L298N DC Motor Driver (Instance 1)

  • GND connected to the ground of the battery.
  • ENA controlled by ESP32 pin G23.
  • IN1 controlled by ESP32 pin G22.
  • IN2 controlled by ESP32 pin G21.
  • IN3 controlled by ESP32 pin G19.
  • ENB controlled by ESP32 pin G5.
  • 12V connected to the positive terminal of the battery.
  • OUT1 and OUT2 connected to DC Motor (Instance 1).

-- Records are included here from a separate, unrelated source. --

//! HTTP API module.
//!
//! Provides the REST endpoints and wires the admission pipelines in front
//! of them.

mod error;
mod handlers;
mod routes;
mod state;

pub use error::{ApiError, ApiResult, ErrorResponse};
pub use handlers::{LoginRequest, LoginResponse, UserInfo};
pub use routes::create_router;
pub use state::AppState;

L298N DC Motor Driver (Instance 2)

  • GND connected to the ground of the battery.
  • ENA controlled by ESP32 pin G23.
  • IN1 controlled by ESP32 pin G22.
  • IN2 controlled by ESP32 pin G21.
  • IN3 controlled by ESP32 pin G19.
  • IN4 controlled by ESP32 pin GND.
  • ENB controlled by ESP32 pin G5.
  • 12V connected to the positive terminal of the battery.
  • OUT1 and OUT2 connected to DC Motor (Instance 2).
  • OUT3 and OUT4 connected to DC Motor (Instance 3 and 4 respectively).

NPF570 Battery

  • "+" connected to 12V pins of both motor drivers.
  • "-" connected to GND pins of both motor drivers and ESP32.

DC Motor (Instance 1)

  • Pin 1 connected to OUT1 of Motor Driver (Instance 1).
  • Pin 2 connected to OUT2 of Motor Driver (Instance 1).

DC Motor (Instance 2)

  • Pin 1 connected to OUT3 of Motor Driver (Instance 1).
  • Pin 2 connected to OUT4 of Motor Driver (Instance 1).

DC Motor (Instance 3)

  • Pin 1 connected to OUT1 of Motor Driver (Instance 2).
  • Pin 2 connected to OUT2 of Motor Driver (Instance 2).

DC Motor (Instance 4)

  • Pin 1 connected to OUT3 of Motor Driver (Instance 2).
  • Pin 2 connected to OUT4 of Motor Driver (Instance 2).

OV7725

  • 3V3 and GND connected to ESP32 for power.
  • SIOC, SIOD, VSYNC, HREF, PCLK, XCLK, D0 to D9 connected to corresponding GPIO pins on ESP32.

HC-SR04 Ultrasonic Sensor

  • VCC connected to 5V on ESP32.
  • TRIG controlled by ESP32 pin G23.
  • ECHO connected to ESP32 pin G22.
  • GND connected to ESP32 ground.

KY-037 Microphone

  • Analog output connected to ESP32 pin G34.
  • Digital output connected to ESP32 pin G35.
  • Ground connected to ESP32 ground.
  • VCC connected to 5V on ESP32.

TF LUNA LIDAR

  • Power connected to 5V on ESP32.
  • RXD/SDA and TXD/SCL controlled by ESP32 pin G32.
  • GND connected to ESP32 ground.

BMI160 Accelerometer Gyro - 6DOF Sensor

  • VIN connected to 3V3 on ESP32.
  • SCL and SDA connected to corresponding I2C pins on ESP32.
  • GND connected to ESP32 ground.

Documented Code

No code was provided for the microcontrollers in the circuit. Therefore, this section is left blank until the relevant code is supplied. The code would typically include initialization routines for the sensors and motor drivers, as well as the main control loop for processing sensor data and controlling the motors based on the application's requirements.